At its center was a pool of black water—still, dark, and reflecting the stormy sky like an abyss. Around the pool’s edge lay frozen bones—animal, human, and something else indistinguishable.

Liv felt the cold curl of fear in her gut.

The Hollow Light had found a new nest.


Lukas knelt by the pool, tracing the rim with a finger.

“This is an ancient place,” he said softly, “a threshold between worlds. The Light feeds on sorrow and loss, growing stronger every time it claims a soul.”

Liv looked down into the water and saw something ripple beneath the surface—a faint, flickering shape that looked like a face, distorted and agonized.

“Is it trapped?” she whispered.

Lukas shook his head.

“No. It’s waiting.”


Suddenly, the ground beneath them trembled.

From the snow around the clearing, dark tendrils rose, twisting like smoke made of shadow and ice. The air turned bitterly cold, and the whispers morphed into screams of rage and hunger.

Liv grabbed Lukas’s hand.

“We need to leave. Now.”


They ran through the forest, branches clawing at their faces and clothes. Behind them, the dark tendrils reached out, seeking to ensnare and pull them back.

But at the edge of the trees, the tendrils stopped, recoiling as if repelled by some invisible barrier.

Breathless, Liv and Lukas stumbled into the village, where an eerie silence had fallen.


That night, Liv was restless. The seed of the Hollow Light pulsed beneath her tongue with a rhythm that felt alive, almost sentient.

She took the amulet Aila had given her and held it tightly, whispering prayers she barely understood.

But the mirror in her room reflected something she hadn’t seen before—herself, but with eyes as dark as the pool in the clearing, smiling with a hunger that chilled her to the bone.


As dawn broke, Elias came to her, eyes clear but filled with a strange intensity.

“I saw them,” he said quietly.

“Who?”

“The ones trapped beneath the snow. They’re calling. They want to come home.”

Liv knew then that the Hollow Light was not just a force outside them—it was inside, growing, spreading.

And the village of Skarnes was the first echo of a much larger darkness awakening.

Chapter 12: The Winter’s Grasp

The snow fell thicker that morning, muffling the village in a suffocating silence. Skarnes lay beneath a blanket of white, but the cold seemed unnatural—biting deep into the bones, as if the very air was laced with something poisonous.

Liv stood at the window of her family’s cabin, watching the gray world outside. Her breath fogged the glass, and for a moment, the mirror opposite caught her eye. The reflection flickered, and she saw it again—the dark eyes beneath her own, staring back with a hunger that refused to be quelled.

She shivered, a chill deeper than winter’s touch crawling up her spine.


Elias burst into the room, his face pale and urgent.

“Liv! It’s happened again.”

“What?” she asked, heart pounding.

“On the northern edge of the village—old Lars’s farm. He’s… changed.”

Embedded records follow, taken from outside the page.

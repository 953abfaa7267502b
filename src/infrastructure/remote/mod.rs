pub mod download;
pub mod http_client;
pub mod modrinth;
pub mod source;
pub mod spiget;

pub use download::{fetch_artifact, FetchError, FetchedArtifact};
pub use http_client::*;
pub use modrinth::ModrinthAdapter;
pub use source::{PageCursor, Pagination, SourceAdapter};
pub use spiget::SpigetAdapter;

use std::sync::Arc;

use crate::infrastructure::config::Config;

/// 作者缺失时的占位
pub(crate) fn normalize_author(author: Option<String>) -> String {
    author
        .filter(|a| !a.trim().is_empty())
        .unwrap_or_else(|| "Unknown".to_string())
}

/// 没有分类的条目归入 "Plugin"
pub(crate) fn normalize_categories(categories: Vec<String>) -> Vec<String> {
    let categories: Vec<String> = categories
        .into_iter()
        .filter(|c| !c.trim().is_empty())
        .collect();
    if categories.is_empty() {
        vec!["Plugin".to_string()]
    } else {
        categories
    }
}

pub(crate) fn normalize_icon(icon: Option<String>) -> Option<String> {
    icon.filter(|url| !url.trim().is_empty())
}

/// 按配置创建所有市场适配器，共享同一个 HTTP 客户端
pub fn build_adapters(config: &Config) -> Result<Vec<Arc<dyn SourceAdapter>>, NetworkError> {
    let http = HttpClient::with_settings(config.http.timeout_secs, &config.http.user_agent)?;
    let modrinth = ModrinthAdapter::new(http.clone(), &config.sources.modrinth_url)?;
    let spiget = SpigetAdapter::new(
        http,
        &config.sources.spiget_url,
        &config.sources.spigot_site_url,
    )?;
    Ok(vec![Arc::new(modrinth), Arc::new(spiget)])
}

Liv grabbed her coat, the amulet warm against her chest, and followed Elias through the snow-covered streets. The village was eerily quiet, every window shuttered, every door tightly closed.

At the edge of the village, they found Lars’s farmstead dark and deserted.

The door creaked open on its own.

Inside, the air was thick with the scent of rot and something metallic—blood.


They found Lars in the kitchen, slumped against the wall, eyes rolled back, mouth twisted in a snarl.

But it wasn’t just Lars. The shadows in the corners of the room writhed and stretched unnaturally, like smoke with teeth.

Lars’s body convulsed, and from his mouth came a guttural voice—alien, harsh.

“You carry the gate beneath your tongue,” it hissed, “and so do we all.”

Liv stepped forward, clutching the amulet.

“Lars! Fight it! You’re stronger than this!”

But Lars’s eyes snapped open, glowing faintly with a cold blue light.

The shadow in the room surged, and a long, clawed hand shot out, grabbing Liv’s wrist with unnatural strength.

She gasped, pain flaring as the darkness tried to invade her mind.


Lukas and Elias rushed in just in time, pulling Liv free and chanting words from the old texts Lukas had translated.

The shadow recoiled with a scream that shook the walls.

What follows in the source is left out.